» **Work task**: Everything from the first line below through the line with "pub fn new(name: impl" is to be transcribed exactly, and nothing past it.

» **Supplied material**:
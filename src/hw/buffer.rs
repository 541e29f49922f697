use parking_lot::Mutex;
use std::fmt;
use std::sync::{Arc, Weak};

use crate::error::{Result, SnapError};

/// Buffer header flags.
pub mod flags {
    /// The buffer completes one logical frame.
    pub const FRAME_END: u32 = 1 << 2;
}

struct Slot {
    data: Vec<u8>,
    length: usize,
    offset: usize,
    flags: u32,
}

impl Slot {
    fn empty() -> Self {
        Slot {
            data: Vec::new(),
            length: 0,
            offset: 0,
            flags: 0,
        }
    }

    fn reset(&mut self) {
        self.length = 0;
        self.offset = 0;
        self.flags = 0;
    }
}

struct PoolInner {
    name: String,
    buffer_size: usize,
    count: usize,
    free: Mutex<Vec<Slot>>,
}

/// A fixed set of equally sized buffers bound to one port.
///
/// Buffers are handed out with [`BufferPool::acquire`] and come back when the
/// [`PortBuffer`] is dropped, wherever that happens: in the application, inside
/// the driver, or in a port callback. Dropping the pool while buffers are out
/// is allowed; those buffers are simply freed when released.
#[derive(Clone)]
pub struct BufferPool {
    inner: Arc<PoolInner>,
}

impl BufferPool {
    pub fn new(name: impl Into<String>, count: usize, buffer_size: usize) -> Result<Self> {
        let name = name.into();
        if count == 0 {
            return Err(SnapError::InvalidInput(format!(
                "Buffer pool {} needs at least one buffer",
                name
            )));
        }

        let mut free = Vec::with_capacity(count);
        for _ in 0..count {
            let mut data = Vec::new();
            data.try_reserve_exact(buffer_size).map_err(|_| {
                SnapError::ResourceExhausted(format!("Failed to create {} pool", name))
            })?;
            data.resize(buffer_size, 0);
            free.push(Slot {
                data,
                length: 0,
                offset: 0,
                flags: 0,
            });
        }

        log::debug!(
            "Created pool {} with {} buffer(s) of {} bytes",
            name,
            count,
            buffer_size
        );

        Ok(Self {
            inner: Arc::new(PoolInner {
                name,
                buffer_size,
                count,
                free: Mutex::new(free),
            }),
        })
    }

    /// Takes a free buffer without blocking; `None` when the pool is exhausted.
    pub fn acquire(&self) -> Option<PortBuffer> {
        let slot = self.inner.free.lock().pop()?;
        Some(PortBuffer {
            slot,
            pool: Arc::downgrade(&self.inner),
        })
    }

    pub fn name(&self) -> &str {
        &self.inner.name
    }

    pub fn buffer_size(&self) -> usize {
        self.inner.buffer_size
    }

    pub fn count(&self) -> usize {
        self.inner.count
    }

    /// Buffers currently sitting in the pool.
    pub fn available(&self) -> usize {
        self.inner.free.lock().len()
    }

    /// Buffers currently held by the application or the driver.
    pub fn in_flight(&self) -> usize {
        self.inner.count - self.available()
    }
}

impl fmt::Debug for BufferPool {
    fn fmt(&self, f: &mut fmt::Formatter<'_>) -> fmt::Result {
        f.debug_struct("BufferPool")
            .field("name", &self.inner.name)
            .field("buffer_size", &self.inner.buffer_size)
            .field("count", &self.inner.count)
            .field("available", &self.available())
            .finish()
    }
}

/// A buffer drawn from a [`BufferPool`].
///
/// Ownership moves with the value: submitting it to a port hands it to the
/// driver, a port callback hands it back. Dropping it returns it to its pool.
pub struct PortBuffer {
    slot: Slot,
    pool: Weak<PoolInner>,
}

impl PortBuffer {
    fn slot(&self) -> &Slot {
        &self.slot
    }

    fn slot_mut(&mut self) -> &mut Slot {
        &mut self.slot
    }

    pub fn capacity(&self) -> usize {
        self.slot().data.len()
    }

    pub fn length(&self) -> usize {
        self.slot().length
    }

    pub fn offset(&self) -> usize {
        self.slot().offset
    }

    pub fn flags(&self) -> u32 {
        self.slot().flags
    }

    pub fn has_flag(&self, flag: u32) -> bool {
        self.flags() & flag != 0
    }

    pub fn set_flags(&mut self, flags: u32) {
        self.slot_mut().flags = flags;
    }

    /// Sets the valid payload window inside the buffer.
    pub fn set_payload(&mut self, offset: usize, length: usize) -> Result<()> {
        let capacity = self.capacity();
        if offset.checked_add(length).map_or(true, |end| end > capacity) {
            return Err(SnapError::InvalidInput(format!(
                "Payload {}+{} exceeds buffer capacity {}",
                offset, length, capacity
            )));
        }
        let slot = self.slot_mut();
        slot.offset = offset;
        slot.length = length;
        Ok(())
    }

    /// The valid payload bytes.
    pub fn payload(&self) -> &[u8] {
        let slot = self.slot();
        &slot.data[slot.offset..slot.offset + slot.length]
    }

    /// The whole backing storage, regardless of the payload window.
    pub fn data_mut(&mut self) -> &mut [u8] {
        &mut self.slot_mut().data
    }

    /// Copies `bytes` to the start of the buffer and makes them the payload.
    pub fn fill(&mut self, bytes: &[u8]) -> Result<()> {
        let capacity = self.capacity();
        if bytes.len() > capacity {
            return Err(SnapError::InvalidInput(format!(
                "{} bytes exceed buffer capacity {}",
                bytes.len(),
                capacity
            )));
        }
        let slot = self.slot_mut();
        slot.data[..bytes.len()].copy_from_slice(bytes);
        slot.offset = 0;
        slot.length = bytes.len();
        Ok(())
    }

    /// Returns the buffer to its pool. Never fails.
    pub fn release(self) {}
}

impl Drop for PortBuffer {
    fn drop(&mut self) {
        if let Some(pool) = self.pool.upgrade() {
            let mut slot = std::mem::replace(&mut self.slot, Slot::empty());
            slot.reset();
            pool.free.lock().push(slot);
        }
    }
}

impl fmt::Debug for PortBuffer {
    fn fmt(&self, f: &mut fmt::Formatter<'_>) -> fmt::Result {
        f.debug_struct("PortBuffer")
            .field("capacity", &self.capacity())
            .field("offset", &self.offset())
            .field("length", &self.length())
            .field("flags", &self.flags())
            .finish()
    }
}
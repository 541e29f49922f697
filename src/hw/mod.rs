//! # Hardware codec interface
//!
//! The codec block is reached through a small capability interface. A
//! [`Driver`] creates [`Component`]s (a video decoder or an image encoder); each
//! component has one input and one output [port](PortId) and goes through the
//! same four phases: create, configure, run, destroy (drop).
//!
//! Buffers are the only currency exchanged with a component. The application
//! draws a [`PortBuffer`] from a [`BufferPool`], submits it with
//! [`Component::send_buffer`], and the driver hands it back later through the
//! [`PortCallback`] installed on that port, from a thread the driver owns.
//!
//! Two drivers exist: the emulated codec block in [`sim`] (feature `emulator`)
//! and [`UnavailableDriver`], which reports the codec path as absent.
//! [`default_driver`] picks one at build time.

use std::fmt;
use std::sync::Arc;

pub mod buffer;
#[cfg(feature = "emulator")]
pub mod sim;
pub mod stub;

pub use buffer::{flags, BufferPool, PortBuffer};
pub use stub::UnavailableDriver;

/// Non-success status returned by a driver call.
#[derive(Debug, Clone, Copy, PartialEq, Eq, Hash)]
pub enum DriverStatus {
    NoMemory,
    NoSpace,
    InvalidArgument,
    NotImplemented,
    NotFound,
    Io,
    Corrupt,
    NotReady,
    Config,
    AlreadyConnected,
    NotConnected,
    Again,
    Fault,
}

impl DriverStatus {
    /// The driver's own status text.
    pub fn as_str(&self) -> &'static str {
        match self {
            DriverStatus::NoMemory => "ENOMEM",
            DriverStatus::NoSpace => "ENOSPC",
            DriverStatus::InvalidArgument => "EINVAL",
            DriverStatus::NotImplemented => "ENOSYS",
            DriverStatus::NotFound => "ENOENT",
            DriverStatus::Io => "EIO",
            DriverStatus::Corrupt => "ECORRUPT",
            DriverStatus::NotReady => "ENOTREADY",
            DriverStatus::Config => "ECONFIG",
            DriverStatus::AlreadyConnected => "EISCONN",
            DriverStatus::NotConnected => "ENOTCONN",
            DriverStatus::Again => "EAGAIN",
            DriverStatus::Fault => "EFAULT",
        }
    }
}

impl fmt::Display for DriverStatus {
    fn fmt(&self, f: &mut fmt::Formatter<'_>) -> fmt::Result {
        f.write_str(self.as_str())
    }
}

impl std::error::Error for DriverStatus {}

pub type DriverResult<T> = std::result::Result<T, DriverStatus>;

#[derive(Debug, Clone, Copy, PartialEq, Eq, Hash)]
pub enum ComponentKind {
    VideoDecoder,
    ImageEncoder,
}

impl ComponentKind {
    pub fn name(&self) -> &'static str {
        match self {
            ComponentKind::VideoDecoder => "video_decode",
            ComponentKind::ImageEncoder => "image_encode",
        }
    }
}

#[derive(Debug, Clone, Copy, PartialEq, Eq, Hash)]
pub enum PortId {
    Input,
    Output,
}

impl PortId {
    pub fn name(&self) -> &'static str {
        match self {
            PortId::Input => "input",
            PortId::Output => "output",
        }
    }

    pub(crate) fn index(&self) -> usize {
        match self {
            PortId::Input => 0,
            PortId::Output => 1,
        }
    }
}

#[derive(Debug, Clone, Copy, PartialEq, Eq, Hash)]
pub enum Encoding {
    /// Length-prefixed H.264 access units.
    H264,
    /// Planar YUV 4:2:0.
    I420,
    Jpeg,
}

/// Elementary stream format of one port.
///
/// A width or height of zero asks the component to take the size from the
/// stream; the negotiated value is readable through [`Component::port_format`]
/// after commit.
#[derive(Debug, Clone, Copy, PartialEq, Eq)]
pub struct PortFormat {
    pub encoding: Encoding,
    pub width: u32,
    pub height: u32,
}

impl PortFormat {
    pub fn new(encoding: Encoding, width: u32, height: u32) -> Self {
        Self {
            encoding,
            width,
            height,
        }
    }

    /// Bytes in one uncompressed 4:2:0 frame of this size.
    pub fn i420_frame_size(&self) -> usize {
        let y = self.width as usize * self.height as usize;
        y + 2 * (y / 4)
    }
}

#[derive(Debug, Clone, Copy, PartialEq, Eq)]
pub enum Parameter {
    JpegQuality(u8),
}

/// Completion hook installed on a port; runs on a driver-owned thread.
pub type PortCallback = Arc<dyn Fn(PortBuffer) + Send + Sync>;

/// Entry point to a codec block.
pub trait Driver: Send + Sync {
    fn name(&self) -> &str;

    /// Whether the codec path is compiled in and present.
    fn is_available(&self) -> bool;

    fn create_component(&self, kind: ComponentKind) -> DriverResult<Box<dyn Component>>;
}

/// A hardware component with one input and one output port.
///
/// Dropping the component destroys it.
pub trait Component: Send {
    fn kind(&self) -> ComponentKind;

    /// Stages a format on a port; takes effect on [`Component::commit_format`].
    fn set_format(&mut self, port: PortId, format: PortFormat);

    fn commit_format(&mut self, port: PortId) -> DriverResult<()>;

    /// The committed (negotiated) format of a port.
    fn port_format(&self, port: PortId) -> PortFormat;

    /// Recommended buffer size for a port under its committed format.
    fn buffer_size(&self, port: PortId) -> usize;

    fn set_parameter(&mut self, parameter: Parameter) -> DriverResult<()>;

    fn enable_port(&mut self, port: PortId, callback: PortCallback) -> DriverResult<()>;

    /// Disables a port. No callback for that port runs after this returns.
    fn disable_port(&mut self, port: PortId) -> DriverResult<()>;

    fn is_port_enabled(&self, port: PortId) -> bool;

    fn enable(&mut self) -> DriverResult<()>;

    fn disable(&mut self) -> DriverResult<()>;

    /// Hands a buffer to a port. On failure the buffer is released to its pool.
    fn send_buffer(&mut self, port: PortId, buffer: PortBuffer) -> DriverResult<()>;
}

/// The driver selected for this build.
pub fn default_driver() -> Arc<dyn Driver> {
    #[cfg(feature = "emulator")]
    {
        Arc::new(sim::SimDriver::new())
    }
    #[cfg(not(feature = "emulator"))]
    {
        Arc::new(UnavailableDriver)
    }
}

/// Whether hardware H.264 decoding is present in this build.
pub fn h264_decoder_available() -> bool {
    cfg!(feature = "emulator")
}

/// Whether hardware JPEG encoding is present in this build.
pub fn jpeg_encoder_available() -> bool {
    cfg!(feature = "emulator")
}

#[cfg(test)]
mod tests {
    use super::*;

    #[test]
    fn test_status_text() {
        assert_eq!(DriverStatus::NoMemory.to_string(), "ENOMEM");
        assert_eq!(DriverStatus::InvalidArgument.to_string(), "EINVAL");
    }

    #[test]
    fn test_i420_frame_size() {
        assert_eq!(PortFormat::new(Encoding::I420, 640, 480).i420_frame_size(), 460_800);
        assert_eq!(PortFormat::new(Encoding::I420, 0, 0).i420_frame_size(), 0);
    }

    #[test]
    fn test_availability_matches_default_driver() {
        let driver = default_driver();
        assert_eq!(driver.is_available(), h264_decoder_available());
        assert_eq!(driver.is_available(), jpeg_encoder_available());
    }
}
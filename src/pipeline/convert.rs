use crate::av::{plane_sizes, Yuv420Frame};
use crate::error::{Result, SnapError};

/// Copies a decoder output payload (Y, then U, then V) into a new frame.
///
/// Returns `None` for an empty payload, one shorter than a full frame of the
/// given size, or when the frame cannot be allocated.
pub fn decoded_to_planar(payload: &[u8], width: u32, height: u32) -> Option<Yuv420Frame> {
    if payload.is_empty() {
        return None;
    }
    let (y_size, uv_size) = plane_sizes(width, height).ok()?;
    if payload.len() < y_size + 2 * uv_size {
        log::debug!(
            "Decoded payload of {} bytes is short of {}x{} ({} bytes)",
            payload.len(),
            width,
            height,
            y_size + 2 * uv_size
        );
        return None;
    }

    let mut frame = Yuv420Frame::new(width, height).ok()?;
    let (y, u, v) = frame.planes_mut();
    let (src_y, rest) = payload.split_at(y_size);
    let (src_u, rest) = rest.split_at(uv_size);
    y.copy_from_slice(src_y);
    u.copy_from_slice(src_u);
    v.copy_from_slice(&rest[..uv_size]);
    Some(frame)
}

/// Writes a frame in the encoder's input layout: the Y plane verbatim, then
/// chroma interleaved byte by byte (U, V, U, V, ...).
///
/// Returns the number of bytes written.
pub fn planar_to_encoded(frame: &Yuv420Frame, dst: &mut [u8]) -> Result<usize> {
    let y_size = frame.y_size();
    let uv_size = frame.uv_size();
    let total = y_size + 2 * uv_size;
    if frame.is_empty() {
        return Err(SnapError::InvalidInput("Invalid YUV frame data".into()));
    }
    if dst.len() < total {
        return Err(SnapError::Conversion(format!(
            "Failed to convert YUV420 to hardware format: need {} bytes, buffer holds {}",
            total,
            dst.len()
        )));
    }

    let (dst_y, dst_uv) = dst.split_at_mut(y_size);
    dst_y.copy_from_slice(frame.y());
    for ((pair, u), v) in dst_uv[..2 * uv_size]
        .chunks_exact_mut(2)
        .zip(frame.u())
        .zip(frame.v())
    {
        pair[0] = *u;
        pair[1] = *v;
    }
    Ok(total)
}

#[cfg(test)]
mod tests {
    use super::*;
    use pretty_assertions::assert_eq;
    use quickcheck_macros::quickcheck;

    #[test]
    fn test_decoded_to_planar_splits_planes() {
        let mut payload = vec![1u8; 16];
        payload.extend_from_slice(&[2; 4]);
        payload.extend_from_slice(&[3; 4]);
        let frame = decoded_to_planar(&payload, 4, 4).unwrap();
        assert_eq!(frame.y(), &[1; 16]);
        assert_eq!(frame.u(), &[2; 4]);
        assert_eq!(frame.v(), &[3; 4]);
    }

    #[test]
    fn test_decoded_to_planar_rejects_bad_payload() {
        assert!(decoded_to_planar(&[], 4, 4).is_none());
        assert!(decoded_to_planar(&[0; 23], 4, 4).is_none());
        assert!(decoded_to_planar(&[0; 24], 0, 4).is_none());
    }

    #[test]
    fn test_planar_to_encoded_interleaves_chroma() {
        let frame = Yuv420Frame::from_planes(4, 2, &[9; 8], &[1, 2], &[3, 4]).unwrap();
        let mut dst = vec![0u8; 12];
        let written = planar_to_encoded(&frame, &mut dst).unwrap();
        assert_eq!(written, 12);
        assert_eq!(dst, vec![9, 9, 9, 9, 9, 9, 9, 9, 1, 3, 2, 4]);
    }

    #[test]
    fn test_planar_to_encoded_needs_room() {
        let frame = Yuv420Frame::new(4, 4).unwrap();
        let mut dst = vec![0u8; 23];
        assert!(planar_to_encoded(&frame, &mut dst).is_err());
    }

    #[quickcheck]
    fn prop_interleave_keeps_every_chroma_byte(seed: Vec<u8>, w: u8, h: u8) -> bool {
        let width = (u32::from(w % 32) + 1) * 2;
        let height = (u32::from(h % 32) + 1) * 2;
        let mut frame = Yuv420Frame::new(width, height).unwrap();
        {
            let (y, u, v) = frame.planes_mut();
            for (i, b) in y.iter_mut().chain(u.iter_mut()).chain(v.iter_mut()).enumerate() {
                *b = seed.get(i % seed.len().max(1)).copied().unwrap_or(i as u8);
            }
        }
        let mut dst = vec![0u8; frame.len()];
        if planar_to_encoded(&frame, &mut dst).is_err() {
            return false;
        }
        let uv = &dst[frame.y_size()..];
        &dst[..frame.y_size()] == frame.y()
            && uv.iter().step_by(2).eq(frame.u().iter())
            && uv.iter().skip(1).step_by(2).eq(frame.v().iter())
    }

    #[quickcheck]
    fn prop_decoded_plane_sizes(w: u8, h: u8) -> bool {
        let width = (u32::from(w) + 1) * 2;
        let height = (u32::from(h) + 1) * 2;
        let pixels = (width * height) as usize;
        let payload = vec![0x55u8; pixels * 3 / 2];
        match decoded_to_planar(&payload, width, height) {
            Some(frame) => {
                frame.y_size() == pixels
                    && frame.uv_size() == pixels / 4
                    && frame.u().len() == pixels / 4
                    && frame.v().len() == pixels / 4
            }
            None => false,
        }
    }
}
pub mod h264;

// Re-export common types and functions
pub use h264::split_access_unit;
pub use h264::AccessUnitSummary;
pub use h264::NALUnit;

» **Response**:
filename src/hw/buffer.rs
repository 541e29f49922f697
use parking_lot::Mutex;
use std::fmt;
use std::sync::{Arc, Weak};

use crate::error::{Result, SnapError};

/// Buffer header flags.
pub mod flags {
    /// The buffer completes one logical frame.
    pub const FRAME_END: u32 = 1 << 2;
}

struct Slot {
    data: Vec<u8>,
    length: usize,
    offset: usize,
    flags: u32,
}

impl Slot {
    fn empty() -> Self {
        Slot {
            data: Vec::new(),
            length: 0,
            offset: 0,
            flags: 0,
        }
    }

    fn reset(&mut self) {
        self.length = 0;
        self.offset = 0;
        self.flags = 0;
    }
}

struct PoolInner {
    name: String,
    buffer_size: usize,
    count: usize,
    free: Mutex<Vec<Slot>>,
}

/// A fixed set of equally sized buffers bound to one port.
///
/// Buffers are handed out with [`BufferPool::acquire`] and come back when the
/// [`PortBuffer`] is dropped, wherever that happens: in the application, inside
/// the driver, or in a port callback. Dropping the pool while buffers are out
/// is allowed; those buffers are simply freed when released.
#[derive(Clone)]
pub struct BufferPool {
    inner: Arc<PoolInner>,
}

impl BufferPool {
    pub fn new(name: impl Into<String>, count: usize, buffer_size: usize) -> Result<Self> {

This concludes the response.